[Collected data]
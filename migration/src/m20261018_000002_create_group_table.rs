use sea_orm_migration::{prelude::*, schema::*};

/// Groups every deployment starts with; membership is the only authorization signal.
const SEEDED_GROUPS: [&str; 2] = ["Manager", "Delivery crew"];

#[derive(DeriveMigrationName)]
pub struct Migration;

#[async_trait::async_trait]
impl MigrationTrait for Migration {
    async fn up(&self, manager: &SchemaManager) -> Result<(), DbErr> {
        manager
            .create_table(
                Table::create()
                    .table(Group::Table)
                    .if_not_exists()
                    .col(pk_auto(Group::Id))
                    .col(string_uniq(Group::Name))
                    .to_owned(),
            )
            .await?;

        let mut seed = Query::insert();
        seed.into_table(Group::Table).columns([Group::Name]);
        for name in SEEDED_GROUPS {
            seed.values_panic([name.into()]);
        }

        manager.exec_stmt(seed).await
    }

    async fn down(&self, manager: &SchemaManager) -> Result<(), DbErr> {
        manager
            .drop_table(Table::drop().table(Group::Table).to_owned())
            .await
    }
}

#[derive(DeriveIden)]
pub enum Group {
    #[sea_orm(iden = "auth_group")]
    Table,
    Id,
    Name,
}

- _What to produce_:
Repeat the records above in full, character for character.

- _Exercise response_:
filename migration/src/m20261018_000002_create_group_table.rs
use sea_orm_migration::{prelude::*, schema::*};

/// Groups every deployment starts with; membership is the only authorization signal.
const SEEDED_GROUPS: [&str; 2] = ["Manager", "Delivery crew"];

#[derive(DeriveMigrationName)]
pub struct Migration;

#[async_trait::async_trait]
impl MigrationTrait for Migration {
    async fn up(&self, manager: &SchemaManager) -> Result<(), DbErr> {
        manager
            .create_table(
                Table::create()
                    .table(Group::Table)
                    .if_not_exists()
                    .col(pk_auto(Group::Id))
                    .col(string_uniq(Group::Name))
                    .to_owned(),
            )
            .await?;

        let mut seed = Query::insert();
        seed.into_table(Group::Table).columns([Group::Name]);
        for name in SEEDED_GROUPS {
            seed.values_panic([name.into()]);
        }

        manager.exec_stmt(seed).await
    }

    async fn down(&self, manager: &SchemaManager) -> Result<(), DbErr> {
        manager
            .drop_table(Table::drop().table(Group::Table).to_owned())
            .await
    }
}

#[derive(DeriveIden)]
pub enum Group {
    #[sea_orm(iden = "auth_group")]
    Table,
    Id,
    Name,
}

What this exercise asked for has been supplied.